Watch pod changes with a RetryWatcher, so we can handle recoverable errors

[rwrz]

The current implementation of the CoreV1 Watch API is not handling any errors. K8s provides a RetryWatcher that can handle recoverable errors for us.

We are using it, because after a while that the cluster is running, the watcher stop working without logging anything. So, I'm using more the LOGs, so we can see what is happening in production and also starting to listen to Watcher errors that are not recoverable. For now, just logging.

Most of the examples I've found of this RetryWatcher are using a "timeout", so it will keep re-creating the watcher all the time. So far, by experience, we don't need it. But I'm keeping it on the code, so we can discuss about it.

[rgrandl]

Great finding, @rwrz . Just to recap what @rwrz discovered.

By default, the watcher stops watching after 30 minutes. In the current implementation, we don't handle errors (event triggered when the watcher stops watching). So any changes in the pods will not be updated in the routing info, hence the application's request will hang forever.

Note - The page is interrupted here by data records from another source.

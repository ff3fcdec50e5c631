//! # Fixed-Width Nullable Vectors
//!
//! One typed façade per element type, all sharing the base container in
//! [`base`]. A vector owns a validity bitmap and a value buffer; element
//! `i` is null iff validity bit `i` is 0.
//!
//! ## Module Structure
//!
//! - `native`: element trait (width + little-endian codec)
//! - `base`: the shared container (allocation, growth, transfer, split)
//! - `primitive`: integer and float façades
//! - `temporal`: date, time, timestamp and interval façades
//! - `decimal`: 16-byte decimal façade
//! - `bit`: 1-bit boolean façade
//! - `holder`: by-value `{is_set, value}` structs for allocation-free moves
//! - `transfer`: the transfer-pair capability
//!
//! ## Usage
//!
//! ```ignore
//! use colvec::memory::BufferAllocator;
//! use colvec::vector::{IntVector, ValueVector};
//!
//! let allocator = BufferAllocator::new();
//! let mut ints = IntVector::new("id", &allocator);
//! ints.allocate_new()?;
//! ints.set_safe(0, 42)?;
//! ints.set_null(1)?;
//! ints.set_value_count(2)?;
//! assert_eq!(ints.get_object(0), Some(42));
//! assert_eq!(ints.null_count(), 1);
//! ```

use std::any::Any;

use eyre::Result;
use smallvec::SmallVec;

use crate::error::VectorError;
use crate::memory::{BufferAllocator, ByteBuffer};
use crate::types::{Field, MinorType};

pub(crate) mod base;
pub mod bit;
pub mod decimal;
pub mod holder;
pub mod native;
pub mod primitive;
pub mod temporal;
pub mod transfer;

pub use bit::BitVector;
pub use decimal::DecimalVector;
pub use holder::*;
pub use native::Native;
pub use primitive::{
    BigIntVector, Float4Vector, Float8Vector, IntVector, SmallIntVector, TinyIntVector,
    UInt1Vector, UInt2Vector, UInt4Vector, UInt8Vector,
};
pub use temporal::{
    DateDayVector, DateMilliVector, IntervalDayVector, IntervalYearVector, TimeMicroVector,
    TimeMilliVector, TimeNanoVector, TimeSecVector, TimeStampMicroVector, TimeStampMilliVector,
    TimeStampNanoVector, TimeStampSecVector,
};
pub use transfer::TransferPair;

/// Object-safe surface shared by every vector: lifecycle, sizing and
/// nullability, but no typed element access. This is what record-batch
/// and reader layers above this crate hold vectors through.
pub trait ValueVector: Any {
    fn field(&self) -> &Field;
    fn minor_type(&self) -> MinorType;

    /// Allocates both buffers at the recorded initial capacity.
    fn allocate_new(&mut self) -> Result<()>;
    fn allocate_with_capacity(&mut self, capacity: usize) -> Result<()>;
    /// Records buffer sizes without allocating.
    fn set_initial_capacity(&mut self, capacity: usize) -> Result<()>;

    fn value_capacity(&self) -> usize;
    fn value_count(&self) -> usize;
    fn set_value_count(&mut self, count: usize) -> Result<()>;

    fn is_set(&self, index: usize) -> bool;
    fn null_count(&self) -> usize;

    fn buffer_size(&self) -> usize;
    fn buffer_size_for(&self, count: usize) -> usize;
    /// Ordered `(validity, values)` pair; empty when unallocated.
    fn field_buffers(&self) -> SmallVec<[&ByteBuffer; 2]>;

    /// Releases both buffers; idempotent.
    fn clear(&mut self);

    fn as_any(&self) -> &dyn Any;
    fn as_any_mut(&mut self) -> &mut dyn Any;

    fn name(&self) -> &str {
        self.field().name()
    }

    fn is_null(&self, index: usize) -> bool {
        !self.is_set(index)
    }

    fn is_empty(&self) -> bool {
        self.value_count() == 0
    }
}

/// Same-concrete-type operations: buffer movement and slot copies between
/// siblings, plus the transfer-pair constructors.
pub trait FixedWidthVector: ValueVector + Sized {
    /// Fresh empty vector of the same type under a new name/allocator.
    fn new_sibling(&self, name: &str, allocator: &BufferAllocator) -> Self;

    /// Moves both buffers into `target`; this vector ends empty.
    fn transfer_to(&mut self, target: &mut Self) -> Result<()>;

    /// Derives `[start, start + length)` into `target`, sharing storage
    /// where offsets are byte-aligned.
    fn split_and_transfer_to(&self, start: usize, length: usize, target: &mut Self) -> Result<()>;

    /// Copies one slot; a null source slot leaves the destination validity
    /// bit untouched.
    fn copy_from(&mut self, from: &Self, from_index: usize, to_index: usize) -> Result<()>;

    fn copy_from_safe(&mut self, from: &Self, from_index: usize, to_index: usize) -> Result<()>;

    /// Binds this vector to a freshly constructed sibling target.
    fn transfer_pair<'a>(
        &'a mut self,
        name: &str,
        allocator: &BufferAllocator,
    ) -> TransferPair<'a, Self> {
        let target = self.new_sibling(name, allocator);
        TransferPair::with_owned_target(self, target)
    }

    /// Binds this vector to a caller-supplied target, checking the
    /// concrete type once at construction.
    fn make_transfer_pair<'a>(
        &'a mut self,
        target: &'a mut dyn ValueVector,
    ) -> Result<TransferPair<'a, Self>> {
        let to = target.field().type_description();
        match ValueVector::as_any_mut(target).downcast_mut::<Self>() {
            Some(concrete) => Ok(TransferPair::with_borrowed_target(self, concrete)),
            None => Err(eyre::Report::new(VectorError::TypeMismatch {
                from: self.field().type_description(),
                to,
            })),
        }
    }
}
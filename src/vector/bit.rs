//! # Bit Vector
//!
//! Nullable booleans at one bit per element. The value buffer uses the
//! same LSB-first packing as the validity bitmap, so both buffers move
//! through the bitmap routines everywhere — including split-and-transfer,
//! where an unaligned offset forces a byte-reassembling copy of both.

use eyre::Result;

use crate::error::VectorError;
use crate::memory::BufferAllocator;
use crate::types::{Field, MinorType};
use crate::vector::base::VectorBody;
use crate::vector::holder::{BitHolder, NullableBitHolder};

/// Nullable vector of booleans packed one bit per element.
#[derive(Debug)]
pub struct BitVector {
    body: VectorBody,
}

impl BitVector {
    /// Creates an empty vector; `allocate_new` must run before the first
    /// write.
    pub fn new(name: &str, allocator: &BufferAllocator) -> Self {
        Self {
            body: VectorBody::new(Field::new(name, MinorType::Bit), allocator.clone()),
        }
    }

    /// Fails with `NullValue` when the slot's validity bit is 0.
    pub fn get(&self, index: usize) -> Result<bool> {
        self.body.get_bit_value(index)
    }

    /// `None` for a null slot.
    pub fn get_object(&self, index: usize) -> Option<bool> {
        self.body.bit_value_or_null(index)
    }

    pub fn get_holder(&self, index: usize, holder: &mut NullableBitHolder) {
        match self.body.bit_value_or_null(index) {
            Some(value) => {
                holder.is_set = 1;
                holder.value = value;
            }
            None => holder.is_set = 0,
        }
    }

    /// Non-growing write; fails with `IndexOutOfBounds` past the current
    /// value capacity.
    pub fn set(&mut self, index: usize, value: bool) -> Result<()> {
        self.body.set_bit_value(index, value)
    }

    /// Growing write: doubles capacity until `index` fits.
    pub fn set_safe(&mut self, index: usize, value: bool) -> Result<()> {
        self.body.handle_safe(index)?;
        self.body.set_bit_value(index, value)
    }

    pub fn set_null(&mut self, index: usize) -> Result<()> {
        self.body.set_null(index)
    }

    pub fn set_holder(&mut self, index: usize, holder: &BitHolder) -> Result<()> {
        self.body.set_bit_value(index, holder.value)
    }

    pub fn set_holder_safe(&mut self, index: usize, holder: &BitHolder) -> Result<()> {
        self.body.handle_safe(index)?;
        self.body.set_bit_value(index, holder.value)
    }

    /// Rejects `is_set < 0`; `is_set == 0` clears the slot.
    pub fn set_nullable(&mut self, index: usize, holder: &NullableBitHolder) -> Result<()> {
        self.set_parts(index, holder.is_set, holder.value)
    }

    pub fn set_nullable_safe(&mut self, index: usize, holder: &NullableBitHolder) -> Result<()> {
        self.body.handle_safe(index)?;
        self.set_parts(index, holder.is_set, holder.value)
    }

    /// Disjoint form of the nullable-holder setter.
    pub fn set_parts(&mut self, index: usize, is_set: i32, value: bool) -> Result<()> {
        if is_set < 0 {
            eyre::bail!(VectorError::InvalidArgument(format!(
                "holder is_set must be non-negative, got {is_set}"
            )));
        }
        if is_set > 0 {
            self.body.set_bit_value(index, value)
        } else {
            self.body.clear_validity(index)
        }
    }

    pub fn set_parts_safe(&mut self, index: usize, is_set: i32, value: bool) -> Result<()> {
        self.body.handle_safe(index)?;
        self.set_parts(index, is_set, value)
    }

    /// Cursor over the logical length.
    pub fn iter(&self) -> impl Iterator<Item = Option<bool>> + '_ {
        (0..self.body.value_count()).map(move |index| self.get_object(index))
    }
}

crate::impl_value_vector!(BitVector);
crate::impl_fixed_width_ops!(BitVector);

To fix this we need to recreate the watcher on errors (or after the timeout). RetryWatcher is already doing that, so this is the solution we'll adopt.

I tested by:

• deploy a version of the app with a watcher timeout of 3 minutes
• restart deployments for non-main services before the 3 minute mark, and the requests still go through
• restart deployments after the 3 minute mark (after the watcher terminates), and see that no request is being server

Added a RetryWatcher and repeated the experiment and everything works fine.